(Material to process Opens)
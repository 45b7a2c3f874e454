//! Dirty-region detection between consecutive frames.
//!
//! Compares the current frame against the retained baseline pixel by
//! pixel and returns the bounding box of everything that changed,
//! padded by a couple of pixels so lossy compression does not leave
//! seams at the region edges.
//!
//! This is `O(width × height)` per call, which is why backend-native
//! dirty rects (DXGI) are preferred whenever they are available.

use crate::error::{DeskcastError, Result};
use crate::types::{Frame, Rect};

/// Default padding, in pixels, added around a detected change.
pub const DEFAULT_PADDING: u32 = 2;

// ── DirtyRegionEngine ────────────────────────────────────────────

/// Stateless bounding-box differ.
#[derive(Debug, Clone, Copy)]
pub struct DirtyRegionEngine {
    padding: u32,
}

impl Default for DirtyRegionEngine {
    fn default() -> Self {
        Self::new(DEFAULT_PADDING)
    }
}

impl DirtyRegionEngine {
    pub fn new(padding: u32) -> Self {
        Self { padding }
    }

    /// Changed area of `current` relative to `previous`.
    ///
    /// - no `previous` → the full frame.
    /// - different dimensions or pixel format → error; the caller must
    ///   fall back to sending a full frame.
    /// - identical pixels → [`Rect::EMPTY`].
    pub fn diff(&self, current: &Frame, previous: Option<&Frame>) -> Result<Rect> {
        let Some(previous) = previous else {
            return Ok(current.bounds());
        };

        if current.width != previous.width || current.height != previous.height {
            return Err(DeskcastError::DimensionMismatch {
                current: (current.width, current.height),
                previous: (previous.width, previous.height),
            });
        }
        if current.format != previous.format {
            return Err(DeskcastError::PixelFormatMismatch);
        }

        let bpp = current.format.bytes_per_pixel();
        let mut bbox: Option<(u32, u32, u32, u32)> = None;

        for y in 0..current.height {
            let cur_row = current.row_pixels(y);
            let prev_row = previous.row_pixels(y);

            // Unchanged rows are the common case on a mostly static desktop.
            if cur_row == prev_row {
                continue;
            }

            let Some(first) = Self::first_diff(cur_row, prev_row, bpp) else {
                continue;
            };
            let last = Self::last_diff(cur_row, prev_row, bpp).unwrap_or(first);

            bbox = Some(match bbox {
                None => (first, y, last, y),
                Some((left, top, right, _)) => (left.min(first), top, right.max(last), y),
            });
        }

        let Some((left, top, right, bottom)) = bbox else {
            return Ok(Rect::EMPTY);
        };

        let changed = Rect::from_edges(left, top, right + 1, bottom + 1);
        Ok(changed.pad(self.padding, &current.bounds()))
    }

    // ── Internal ─────────────────────────────────────────────────

    /// Column of the first differing pixel in a row.
    fn first_diff(cur: &[u8], prev: &[u8], bpp: usize) -> Option<u32> {
        cur.chunks_exact(bpp)
            .zip(prev.chunks_exact(bpp))
            .position(|(a, b)| a != b)
            .map(|x| x as u32)
    }

    /// Column of the last differing pixel in a row.
    fn last_diff(cur: &[u8], prev: &[u8], bpp: usize) -> Option<u32> {
        let pixels = cur.len() / bpp;
        cur.chunks_exact(bpp)
            .rev()
            .zip(prev.chunks_exact(bpp).rev())
            .position(|(a, b)| a != b)
            .map(|from_end| (pixels - 1 - from_end) as u32)
    }
}

/// Union of backend-supplied dirty rects, clipped to `bounds`.
pub fn union_dirty_rects(rects: &[Rect], bounds: &Rect) -> Rect {
    rects
        .iter()
        .filter(|r| !r.is_empty())
        .fold(Rect::EMPTY, |acc, r| acc.union(r))
        .intersect(bounds)
}

// ── Tests ────────────────────────────────────────────────────────

#[cfg(test)]
mod tests {
    use super::*;
    use crate::types::PixelFormat;

    fn make_frame(w: u32, h: u32, fill: u8) -> Frame {
        Frame::filled(w, h, PixelFormat::Bgra8, fill)
    }

    fn paint(frame: &mut Frame, area: Rect, value: u8) {
        for y in area.y..area.bottom() {
            for x in area.x..area.right() {
                frame.pixel_mut(x, y)[1] = value;
            }
        }
    }

    #[test]
    fn no_previous_frame_is_full() {
        let engine = DirtyRegionEngine::default();
        let frame = make_frame(128, 64, 0);
        assert_eq!(engine.diff(&frame, None).unwrap(), Rect::new(0, 0, 128, 64));
    }

    #[test]
    fn identical_frame_has_no_changes() {
        let engine = DirtyRegionEngine::default();
        let frame = make_frame(128, 128, 0xAA);
        assert!(engine.diff(&frame, Some(&frame)).unwrap().is_empty());
    }

    #[test]
    fn single_pixel_change_is_padded() {
        let engine = DirtyRegionEngine::default();
        let previous = make_frame(64, 64, 0);
        let mut current = previous.clone();
        current.pixel_mut(20, 30)[0] = 0xFF;

        let rect = engine.diff(&current, Some(&previous)).unwrap();
        assert_eq!(rect, Rect::new(18, 28, 5, 5));
    }

    #[test]
    fn block_change_bounding_box() {
        let engine = DirtyRegionEngine::default();
        let previous = make_frame(1920, 1080, 0);
        let mut current = previous.clone();
        paint(&mut current, Rect::new(10, 10, 100, 50), 0x7F);

        let rect = engine.diff(&current, Some(&previous)).unwrap();
        assert_eq!(rect, Rect::from_edges(8, 8, 112, 62));
    }

    #[test]
    fn scattered_changes_cover_all() {
        let engine = DirtyRegionEngine::new(0);
        let previous = make_frame(100, 100, 0);
        let mut current = previous.clone();
        current.pixel_mut(5, 90)[2] = 1;
        current.pixel_mut(80, 3)[2] = 1;

        let rect = engine.diff(&current, Some(&previous)).unwrap();
        assert_eq!(rect, Rect::from_edges(5, 3, 81, 91));
    }

    #[test]
    fn padding_clamps_at_frame_edges() {
        let engine = DirtyRegionEngine::default();
        let previous = make_frame(16, 16, 0);
        let mut current = previous.clone();
        current.pixel_mut(0, 0)[0] = 1;
        current.pixel_mut(15, 15)[0] = 1;

        assert_eq!(
            engine.diff(&current, Some(&previous)).unwrap(),
            Rect::new(0, 0, 16, 16)
        );
    }

    #[test]
    fn stride_padding_is_ignored() {
        let engine = DirtyRegionEngine::default();
        // 4 px wide, rows padded to 32 bytes.
        let a = Frame::from_raw(4, 2, 32, PixelFormat::Bgra8, vec![0; 64]).unwrap();
        let mut data = vec![0; 64];
        data[20] = 0xFF; // padding byte of row 0
        data[63] = 0xFF; // padding byte of row 1
        let b = Frame::from_raw(4, 2, 32, PixelFormat::Bgra8, data).unwrap();

        assert!(engine.diff(&b, Some(&a)).unwrap().is_empty());
    }

    #[test]
    fn dimension_mismatch_fails() {
        let engine = DirtyRegionEngine::default();
        let a = make_frame(64, 64, 0);
        let b = make_frame(32, 64, 0);
        assert!(matches!(
            engine.diff(&a, Some(&b)),
            Err(DeskcastError::DimensionMismatch { .. })
        ));
    }

    #[test]
    fn format_mismatch_fails() {
        let engine = DirtyRegionEngine::default();
        let a = make_frame(8, 8, 0);
        let b = Frame::filled(8, 8, PixelFormat::Rgba8, 0);
        assert!(matches!(
            engine.diff(&a, Some(&b)),
            Err(DeskcastError::PixelFormatMismatch)
        ));
    }

    #[test]
    fn union_of_native_rects_is_clipped() {
        let bounds = Rect::new(0, 0, 100, 100);
        let rects = [Rect::new(10, 10, 5, 5), Rect::EMPTY, Rect::new(90, 90, 50, 50)];
        assert_eq!(union_dirty_rects(&rects, &bounds), Rect::from_edges(10, 10, 100, 100));
        assert!(union_dirty_rects(&[], &bounds).is_empty());
    }
}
(Material to process Closes)
> **Exercise aim**
Using the entries above, quote each line verbatim from the first through the line that contains "pixel and returns".

> **Answer for the task**
repository 45b7a2c3f874e454
//! Dirty-region detection between consecutive frames.
//!
//! Compares the current frame against the retained baseline pixel by
//! pixel and returns the bounding box of everything that changed,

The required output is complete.